Hi Tavish, really appreciate this and easy to understand the concept of Random Forest. Question to you:- In CART model, when we get multiple predictors in a particular model - solution can be implemented in actual business scenario (e.g. if customer falls in so and so age group & had taken products in the past and so on.... then probability is 60%) but in the case of above example, averaging out probabilities of multiple predictors from multiple models would leave it as black box - please provide some thoughts around implementation front

erkanotales 23 Mar, 2016

thank you for giving more detail about random forest algorithm

Abdul 20 Oct, 2016

How to assign weight to each variable while making random forests and its impact on model?

Ram 19 Jun, 2017

I am not clear on this article, it would be better if you extend few more examples as I am new to data science.

Subu 21 Jul, 2017

Really helpful. You have made it very simple. Thank you.

Sriraman Rajagopalan
Sriraman Rajagopalan 01 Sep, 2017

Hi.. I have a small doubt regarding the construction of a tree in Random Forest.
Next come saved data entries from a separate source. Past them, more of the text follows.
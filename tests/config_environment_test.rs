// ABOUTME: Unit tests for environment-based server configuration
// ABOUTME: Validates defaults, athlete ID validation, and env var overrides
//
// SPDX-License-Identifier: MIT OR Apache-2.0
// Copyright (c) 2025 Intervals MCP Server contributors

#![allow(clippy::unwrap_used, clippy::expect_used, clippy::panic)]
#![allow(missing_docs)]

use std::env;

use intervals_mcp_server::config::environment::DEFAULT_API_BASE_URL;
use intervals_mcp_server::config::ServerConfig;
use serial_test::serial;

fn clear_config_env() {
    env::remove_var("API_KEY");
    env::remove_var("ATHLETE_ID");
    env::remove_var("INTERVALS_API_BASE_URL");
}

#[test]
#[serial]
fn test_defaults_when_unset() {
    clear_config_env();
    let config = ServerConfig::from_env().unwrap();
    assert!(config.api_key.is_empty());
    assert!(config.athlete_id.is_empty());
    assert_eq!(config.base_url, DEFAULT_API_BASE_URL);
    assert!(config.user_agent.starts_with("intervals-mcp-server/"));
}

#[test]
#[serial]
fn test_loads_values_from_env() {
    clear_config_env();
    env::set_var("API_KEY", "secret");
    env::set_var("ATHLETE_ID", "i123456");
    env::set_var("INTERVALS_API_BASE_URL", "http://localhost:9000/api/v1");

    let config = ServerConfig::from_env().unwrap();
    assert_eq!(config.api_key, "secret");
    assert_eq!(config.athlete_id, "i123456");
    assert_eq!(config.base_url, "http://localhost:9000/api/v1");

    clear_config_env();
}

#[test]
#[serial]
fn test_malformed_athlete_id_fails_construction() {
    clear_config_env();
    env::set_var("ATHLETE_ID", "not-an-id");

    let result = ServerConfig::from_env();
    assert!(result.is_err());

    clear_config_env();
}

#[test]
#[serial]
fn test_resolve_athlete_id_prefers_explicit() {
    clear_config_env();
    env::set_var("ATHLETE_ID", "i111");

    let config = ServerConfig::from_env().unwrap();
    assert_eq!(config.resolve_athlete_id(Some("i222")), "i222");
    assert_eq!(config.resolve_athlete_id(Some("")), "i111");
    assert_eq!(config.resolve_athlete_id(None), "i111");

    clear_config_env();
}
My understanding of tree construction is this: Suppose ----------- N (total records of data set) =1000 M (total features) =30 n (Subset) = 500 m (fixed features to be used in RF) = 3 First Tree ----------- 1) Random sample data S1 (n) 2) Take m features from M eg: m2, m16, m29 3) Identify the best attribute – eg: m16 --> root node 4) Split S1 on m16 – gives 2 new subsets eg: S1_a and S1_b 5) For S1_a, select m eg: m1,m5,m10 6) Identify the best attribute – eg: m1 7) Split S1_a into S1_a1, S1_a2 8) For S1_b, select m eg: m11,m15,m10 9) Identify the best attribute – eg: m15 10) Split S1_b into S1_b1, S1_b2 Question is : When does this splitting get over ? i.e.After step 7, does S1_a1, and S1_a2 further split ? When does it end ?

Ankush 24 Sep, 2017

Well, Thanks for the movie.

Laxmi K
Laxmi K 20 Apr, 2024

Nice explanation in detail